Agemar is placed near the waterfront, one block away from Sygrou Ave., the main artery that connects Athens city center to the sea, characterized by large scale office buildings. One block away however, the area becomes residential. Agemar occupies only part of the city block, sharing it with low-income apartment blocks, and has a 100m long front on a low traffic axis leading to the new National Opera and Library nearby. It soon became clear that the scale of the building, so much in contrast to the neighboring apartment blocks, needed to be meditated.
The first ideas were about a trip in the sea. The proximity to the sea and the maritime nature of the client were coupled with the architect’s personal experience: a sea voyage is about a horizon and a direction. ‘The trip in the sea’ became Agemar’s story.
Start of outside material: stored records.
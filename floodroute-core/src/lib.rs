//! Terrain- and flood-aware route planning over line-segment road networks.
//!
//! The crate is split the same way the data flows: [`loading`] turns road
//! datasets into an immutable [`RoadNetwork`], [`cost`] prices every segment
//! for a travel mode, [`routing`] searches the graph and builds alternatives,
//! and [`risk`] scores routes against flooded roads.

pub mod cost;
pub mod error;
pub mod geometry;
pub mod loading;
pub mod model;
pub mod prelude;
pub mod risk;
pub mod routing;

pub use error::Error;
pub use model::RoadNetwork;

/// Index of a segment inside [`RoadNetwork::segments`]
pub type SegmentIdx = usize;

/// Graph node identifier
pub type NodeId = petgraph::graph::NodeIndex;

/// Distance in metres
pub type Meters = f64;

/// Duration in seconds
pub type Seconds = f64;

/// Default number of decimal places kept when merging segment endpoints
/// (1e-6 degrees is roughly 0.1 m).
pub const DEFAULT_COORDINATE_PRECISION: u32 = 6;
This is a building that talks about the horizon and the opening to the sea. Horizontality and directionality were joined in a fluid geometry that generated the flexible non-finite form. The long horizontal lines of a ‘floating in the sea’ fluid form that expands or contracts, adapts to the urban scale and differentiates the building from its surroundings, create a strong corporate image in the city scape and set up a dialogue with the intense natural light of the Athenian sky. In a ‘thick wall’ strategy, they transform the external view to a ‘movie-strip’. An ellipsoidal atrium gives spatial intelligibility and generates a play of light and shadows.
Programme: Agemar houses 30616sqm in two buildings that unite underground. Building A, the Headquarters, houses entrance foyer, company museum and library, open plan offices on five floors, executive floor and roof-garden. Building B, the Crew, has amphitheater and restaurant, offices on three floors and roof garden. Furthermore there are four underground levels with company gym, swimming pool and bridge and engine simulators on the 1st, and a 330 cars parking on the other 3.
Materiality: The decision to differentiate the upper part from the base guided materiality: white marble cladding, CNC-cut with stainless steel substructure in the upper part of Building A, a vertical garden for Building B; a GRC prefabricated claustra and grey sanded marble for the base. Light grey fair-faced concrete exposed elements; anodized aluminum structural curtain wall systems for fenestration, with high performance flat or curved glass. Green terraces with local plants and a fiberglass / metal structure canopy on the 7th floor. Reflecting pools and generous ‘subtractions’, that bring natural light to the gym / pool and the simulators, mediate the building’s relation to the ground.
White marble curved walls and grey marble floors, anodized aluminum and sound absorbing ceilings for lobbies; white perforated aluminum ceilings and knitted vinyl for floor and walls in the offices; walnut wood for the library and the executive area. A white marble sculptural wall separates the owners’ office from the boardroom. Steel-reinforced concrete structure and pre-stressed beams or metal suspension columns to support the large cantilevers.
Agemar is a LEED Platinum building and a Mies van der Rohe Prize nominee.